Stored items:
---

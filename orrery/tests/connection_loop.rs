//! Integration tests for the multiplexed connection loop over real Unix and
//! loopback TCP sockets.

use std::cell::RefCell;
use std::io::{self, Read, Write};
use std::net::TcpListener;
use std::os::unix::net::UnixStream;
use std::rc::Rc;
use std::sync::Once;
use std::time::{Duration, Instant};

use orrery::link::{
    ConnectionError, ConnectionLoop, Handle, LinkHandler, Outbox, PollSelector, Readiness,
    Selector, TcpConnector, Watch,
};

static INIT_TRACING: Once = Once::new();

fn init_test_tracing() {
    INIT_TRACING.call_once(|| {
        orrery::init_tracing();
    });
}

/// Wraps the poll backend and counts readiness checks.
#[derive(Default)]
struct CountingSelector {
    calls: usize,
    fail_next: bool,
}

impl Selector for CountingSelector {
    fn select(&mut self, watches: &[Watch<'_>], ready: &mut [Readiness]) -> io::Result<usize> {
        self.calls += 1;
        if std::mem::take(&mut self.fail_next) {
            return Err(io::Error::from_raw_os_error(4));
        }
        PollSelector.select(watches, ready)
    }
}

#[derive(Debug, Clone, PartialEq, Eq)]
enum Event {
    Connected(u16),
    Read(u16, Vec<u8>),
    Disconnected(u16, String),
}

/// Records every callback into a log shared by all connections.
struct Recorder {
    log: Rc<RefCell<Vec<Event>>>,
}

impl LinkHandler for Recorder {
    fn on_connected(&mut self, handle: Handle, _outbox: &mut Outbox) {
        self.log.borrow_mut().push(Event::Connected(handle.as_u16()));
    }

    fn on_readable(
        &mut self,
        handle: Handle,
        bytes: &[u8],
        outbox: &mut Outbox,
    ) -> Result<(), ConnectionError> {
        self.log
            .borrow_mut()
            .push(Event::Read(handle.as_u16(), bytes.to_vec()));
        if bytes == b"ping" {
            outbox.push(b"pong");
        }
        Ok(())
    }

    fn on_disconnect(&mut self, handle: Handle, error: &ConnectionError) {
        self.log
            .borrow_mut()
            .push(Event::Disconnected(handle.as_u16(), error.to_string()));
    }
}

type TestLoop = ConnectionLoop<Recorder, TcpConnector, CountingSelector>;

fn new_loop() -> (TestLoop, Rc<RefCell<Vec<Event>>>) {
    (
        ConnectionLoop::with_parts(TcpConnector, CountingSelector::default()),
        Rc::new(RefCell::new(Vec::new())),
    )
}

fn recorder(log: &Rc<RefCell<Vec<Event>>>) -> Recorder {
    Recorder {
        log: Rc::clone(log),
    }
}

fn attach_pair(link: &mut TestLoop, log: &Rc<RefCell<Vec<Event>>>) -> (Handle, UnixStream) {
    let (local, remote) = UnixStream::pair().unwrap();
    local.set_nonblocking(true).unwrap();
    let handle = link.attach(local, recorder(log)).unwrap();
    (handle, remote)
}

fn reads(log: &Rc<RefCell<Vec<Event>>>) -> Vec<u16> {
    log.borrow()
        .iter()
        .filter_map(|e| match e {
            Event::Read(h, _) => Some(*h),
            _ => None,
        })
        .collect()
}

fn tick_until(link: &mut TestLoop, mut done: impl FnMut(&TestLoop) -> bool) {
    let deadline = Instant::now() + Duration::from_secs(5);
    while !done(link) {
        assert!(Instant::now() < deadline, "condition never reached");
        link.tick().unwrap();
        std::thread::sleep(Duration::from_millis(1));
    }
}

#[test]
fn empty_table_makes_no_readiness_check() {
    init_test_tracing();
    let (mut link, _) = new_loop();
    for _ in 0..3 {
        assert_eq!(link.tick().unwrap(), 0);
    }
    assert_eq!(link.selector().calls, 0);
}

#[test]
fn idle_connections_cost_one_check_per_tick() {
    init_test_tracing();
    let (mut link, log) = new_loop();
    let _a = attach_pair(&mut link, &log);
    let _b = attach_pair(&mut link, &log);

    assert_eq!(link.tick().unwrap(), 0);
    assert_eq!(link.tick().unwrap(), 0);
    assert_eq!(link.selector().calls, 2);
    assert!(reads(&log).is_empty());
}

#[test]
fn ready_connections_dispatch_in_ascending_handle_order() {
    init_test_tracing();
    let (mut link, log) = new_loop();
    let (h0, _r0) = attach_pair(&mut link, &log);
    let (h1, mut r1) = attach_pair(&mut link, &log);
    let (h2, mut r2) = attach_pair(&mut link, &log);
    assert_eq!([h0, h1, h2].map(Handle::as_u16), [0, 1, 2]);

    // write to 2 first so arrival order differs from handle order
    r2.write_all(b"two").unwrap();
    r1.write_all(b"one").unwrap();

    assert_eq!(link.tick().unwrap(), 2);
    assert_eq!(reads(&log), vec![1, 2]);
    assert_eq!(link.selector().calls, 1);
}

#[test]
fn replies_leave_on_a_later_tick() {
    init_test_tracing();
    let (mut link, log) = new_loop();
    let (handle, mut remote) = attach_pair(&mut link, &log);

    remote.write_all(b"ping").unwrap();
    link.tick().unwrap();
    assert_eq!(link.connection(handle).unwrap().outbox().len(), 4);

    link.tick().unwrap();
    assert!(link.connection(handle).unwrap().outbox().is_empty());
    let mut reply = [0u8; 4];
    remote.read_exact(&mut reply).unwrap();
    assert_eq!(&reply, b"pong");
}

#[test]
fn peer_close_disconnects_only_that_connection() {
    init_test_tracing();
    let (mut link, log) = new_loop();
    let (h0, r0) = attach_pair(&mut link, &log);
    let (h1, mut r1) = attach_pair(&mut link, &log);

    drop(r0);
    r1.write_all(b"still here").unwrap();
    assert_eq!(link.tick().unwrap(), 2);

    assert!(!link.contains(h0));
    assert!(link.contains(h1));
    let log = log.borrow();
    assert!(log.contains(&Event::Disconnected(0, "connection closed by peer".into())));
    assert!(log.contains(&Event::Read(1, b"still here".to_vec())));
}

#[test]
fn failed_readiness_check_aborts_tick() {
    init_test_tracing();
    let (mut link, log) = new_loop();
    let (handle, mut remote) = attach_pair(&mut link, &log);
    remote.write_all(b"x").unwrap();

    link.selector_mut().fail_next = true;
    assert!(matches!(link.tick(), Err(ConnectionError::Poll(_))));
    assert!(link.contains(handle));
    assert!(reads(&log).is_empty());

    assert_eq!(link.tick().unwrap(), 1);
    assert_eq!(reads(&log), vec![0]);
}

#[test]
fn tcp_connect_and_handle_reuse() {
    init_test_tracing();
    let listener = TcpListener::bind("127.0.0.1:0").unwrap();
    let port = listener.local_addr().unwrap().port();
    let (mut link, log) = new_loop();

    let h = link.connect("127.0.0.1", port, recorder(&log)).unwrap();
    assert_eq!(h.as_u16(), 0);
    let (mut server, _) = listener.accept().unwrap();
    tick_until(&mut link, |l| l.connection(h).is_some_and(|c| c.is_established()));
    assert!(log.borrow().contains(&Event::Connected(0)));

    link.send(h, b"hello").unwrap();
    link.tick().unwrap();
    let mut buf = [0u8; 5];
    server.read_exact(&mut buf).unwrap();
    assert_eq!(&buf, b"hello");

    assert!(link.disconnect(h).is_some());
    assert!(link.disconnect(h).is_none());
    assert!(link.is_empty());
    assert!(matches!(link.send(h, b"x"), Err(ConnectionError::UnknownHandle(_))));

    let again = link.connect("127.0.0.1", port, recorder(&log)).unwrap();
    assert_eq!(again, h);
}

#[test]
fn refused_connect_is_reported_through_the_handler() {
    init_test_tracing();
    let port = {
        let probe = TcpListener::bind("127.0.0.1:0").unwrap();
        probe.local_addr().unwrap().port()
    };
    let (mut link, log) = new_loop();

    // loopback may refuse synchronously or only on a later readiness check
    match link.connect("127.0.0.1", port, recorder(&log)) {
        Ok(h) => {
            tick_until(&mut link, |l| !l.contains(h));
            let log = log.borrow();
            assert!(matches!(log.last(), Some(Event::Disconnected(0, _))));
            assert!(!log.contains(&Event::Connected(0)));
        }
        Err(err) => {
            assert!(matches!(err, ConnectionError::Connect { .. }));
            assert!(link.is_empty());
        }
    }
}

#[test]
fn unresolvable_host_fails_synchronously() {
    init_test_tracing();
    let (mut link, log) = new_loop();
    let err = link
        .connect("no such host.invalid", 1, recorder(&log))
        .unwrap_err();
    assert!(matches!(err, ConnectionError::Resolve { .. }));
    assert!(link.is_empty());
}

---

PROBLEM REQUIREMENTS:
Report the number of lines in the entries above that include the word "bind" and add nothing to it.

ANSWER TO THE EXERCISE:
2